= Cautín Agrarian Revolt =

The 1971 Cautín Agrarian Revolt was started by the Chilean peasants whose starvation was so severe that their extinction appeared imminent.

This led to the peasantry seizing the Tres Hijuelas farm. Mapuche families from the neighboring Reducción Alhueco quietly threaded their way across the wheat fields of Cautín Province in southern Chile to pitch crude tents of wheat sacks and old blankets under a hillside cluster of eucalyptus trees on the farm with which they had a boundary dispute lasting many years. The Mapuches posted guards at the deserted clapboard farmhouse of the Fundo Tres Hijuelas-the Owner, Carlos Taladriz, lived in the neighboring town of Lautaro and was away in Santiago at the time-as well as at the machine shed, at the roadside entrance to the farm and at the bridge of planks that crossed over a small stream to the house. The only persons living on the 1250 acre farm at the time were a shepherd and a tractor driver.

The Mapuches, following what seemed to be a carefully prepared course of actions, decorated the house around the farm's main facility with red and black banners of the Castroite MIR (Movement of the Revolutionary Left) and of its peasant affiliate, Movimiento Campesino Revolucionario (MCR). On the next morning the provincial newspaper, El Diario Austral, printed a front-page photograph of the Mapuches, armed with thin short sticks and pitchforks, gathered at the entrance to the farm, which had been barred with poles that came from tall trees that bore a glowering portrait of Che Guevara. Above their heads a large banner was tied to the gateposts that read: CAPAMENTO LAUTARO. TIERRA O MUERTE. VENCEREMOS. MOVIMIENTO CAMPESINO REVOLUCIONARIO. The newspaper reported "total intransigence" on the part of the Indians, who claimed that the lands were stolen from their community in the past and insisted upon remaining on the farm until it was repossessed by the Agrarian Reform Corporation (CORA).

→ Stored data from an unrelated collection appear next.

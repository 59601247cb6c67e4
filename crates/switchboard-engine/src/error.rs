use switchboard_core::socket::SocketError;
use switchboard_core::{SessionId, SessionStatus};
use switchboard_store::StoreError;

/// Caller-facing failures of session operations.
#[derive(Debug, thiserror::Error)]
pub enum SessionError {
    #[error("session already exists: {0}")]
    DuplicateSession(SessionId),

    #[error("session not found: {0}")]
    SessionNotFound(SessionId),

    #[error("session {id} not ready: {reason}")]
    SessionNotReady { id: SessionId, reason: String },

    #[error("initialization failed for {id}: {reason}")]
    Initialization { id: SessionId, reason: String },

    #[error("persistence failed: {0}")]
    Persistence(#[from] StoreError),

    #[error("session {id} is {status} and is not restored automatically")]
    NotRestorable { id: SessionId, status: SessionStatus },

    #[error("credential storage error: {0}")]
    Credentials(String),

    #[error("socket error: {0}")]
    Socket(#[from] SocketError),

    #[error("configuration error: {0}")]
    Config(String),
}

impl SessionError {
    pub(crate) fn not_ready(id: &SessionId, reason: impl Into<String>) -> Self {
        Self::SessionNotReady {
            id: id.clone(),
            reason: reason.into(),
        }
    }
}
pub mod config;
pub mod credentials;
pub mod error;
pub mod fanout;
pub mod geocode;
pub mod lifecycle;
pub mod mock;
pub mod qr;
pub mod reconciler;
pub mod reconnect;
pub mod registry;
pub mod serializer;

pub use config::EngineConfig;
pub use error::SessionError;
pub use lifecycle::{SessionManager, SessionManagerBuilder};
pub use registry::{SessionHandle, SessionRegistry};
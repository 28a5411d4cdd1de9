//! Validation engine: pure functions from (field, value) to an optional error

mod rules;

pub use rules::{validate_field, validate_form};

use std::collections::BTreeMap;

/// Active error message per field name. Absence means the field is valid.
///
/// Derived from values and schema only; never persisted.
#[derive(Debug, Clone, Default, PartialEq, Eq)]
pub struct ValidationState {
    errors: BTreeMap<String, String>,
}

impl ValidationState {
    /// Record the result of validating one field, clearing it on success
    pub fn set(&mut self, field: &str, error: Option<String>) {
        match error {
            Some(message) => {
                self.errors.insert(field.to_string(), message);
            }
            None => {
                self.errors.remove(field);
            }
        }
    }

    pub fn error(&self, field: &str) -> Option<&str> {
        self.errors.get(field).map(String::as_str)
    }

    /// The form is valid iff no field has an active error
    pub fn is_valid(&self) -> bool {
        self.errors.is_empty()
    }

    pub fn is_empty(&self) -> bool {
        self.errors.is_empty()
    }

    pub fn len(&self) -> usize {
        self.errors.len()
    }
}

This is significant because in 1971 and 1972 some 120 farms were repossessed in this manner. Also it shows the desperate need that Chile was in which is why in 1970 to 1973 they attempted to repair the economy with Marxism. One of the major factors in the extreme poverty in Chile was because while the production of food per acre increased 20%, the population increased by nearly 80%. The rural poor was forced to feed the 76% urban population. However, whatever comfort the Marxist government could offer was quickly withdrawn as less than three years later, in 1973 a dictatorship government was installed.